* [Problem]:
Copy out the complete listing, word for word.

* [Extracted information]:
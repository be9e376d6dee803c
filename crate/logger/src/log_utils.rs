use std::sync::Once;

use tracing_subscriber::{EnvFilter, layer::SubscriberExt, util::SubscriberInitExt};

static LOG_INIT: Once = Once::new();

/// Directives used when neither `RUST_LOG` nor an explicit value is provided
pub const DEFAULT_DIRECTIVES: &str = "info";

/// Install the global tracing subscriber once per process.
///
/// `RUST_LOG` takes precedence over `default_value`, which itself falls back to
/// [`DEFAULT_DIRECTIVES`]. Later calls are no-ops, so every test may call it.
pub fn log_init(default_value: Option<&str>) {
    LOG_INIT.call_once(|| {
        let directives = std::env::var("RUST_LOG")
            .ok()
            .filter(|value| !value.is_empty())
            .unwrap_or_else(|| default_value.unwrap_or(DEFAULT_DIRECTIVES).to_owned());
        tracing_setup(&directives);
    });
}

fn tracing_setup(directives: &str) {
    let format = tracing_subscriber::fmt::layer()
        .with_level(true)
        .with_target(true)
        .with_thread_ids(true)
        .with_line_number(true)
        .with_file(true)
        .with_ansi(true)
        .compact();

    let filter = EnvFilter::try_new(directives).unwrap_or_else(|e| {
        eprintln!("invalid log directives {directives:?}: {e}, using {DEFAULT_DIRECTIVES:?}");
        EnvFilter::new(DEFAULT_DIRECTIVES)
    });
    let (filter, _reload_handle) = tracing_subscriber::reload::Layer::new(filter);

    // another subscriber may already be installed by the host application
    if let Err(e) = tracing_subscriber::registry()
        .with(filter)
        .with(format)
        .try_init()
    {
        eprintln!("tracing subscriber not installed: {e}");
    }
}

* [Task answer]:
repository be9e376d6dee803c
filename crate/logger/src/log_utils.rs
use std::sync::Once;

use tracing_subscriber::{EnvFilter, layer::SubscriberExt, util::SubscriberInitExt};

static LOG_INIT: Once = Once::new();

/// Directives used when neither `RUST_LOG` nor an explicit value is provided
pub const DEFAULT_DIRECTIVES: &str = "info";

/// Install the global tracing subscriber once per process.
///
/// `RUST_LOG` takes precedence over `default_value`, which itself falls back to
/// [`DEFAULT_DIRECTIVES`]. Later calls are no-ops, so every test may call it.
pub fn log_init(default_value: Option<&str>) {
    LOG_INIT.call_once(|| {
        let directives = std::env::var("RUST_LOG")
            .ok()
            .filter(|value| !value.is_empty())
            .unwrap_or_else(|| default_value.unwrap_or(DEFAULT_DIRECTIVES).to_owned());
        tracing_setup(&directives);
    });
}

fn tracing_setup(directives: &str) {
    let format = tracing_subscriber::fmt::layer()
        .with_level(true)
        .with_target(true)
        .with_thread_ids(true)
        .with_line_number(true)
        .with_file(true)
        .with_ansi(true)
        .compact();

    let filter = EnvFilter::try_new(directives).unwrap_or_else(|e| {
        eprintln!("invalid log directives {directives:?}: {e}, using {DEFAULT_DIRECTIVES:?}");
        EnvFilter::new(DEFAULT_DIRECTIVES)
    });
    let (filter, _reload_handle) = tracing_subscriber::reload::Layer::new(filter);

    // another subscriber may already be installed by the host application
    if let Err(e) = tracing_subscriber::registry()
        .with(filter)
        .with(format)
        .try_init()
    {
        eprintln!("tracing subscriber not installed: {e}");
    }
}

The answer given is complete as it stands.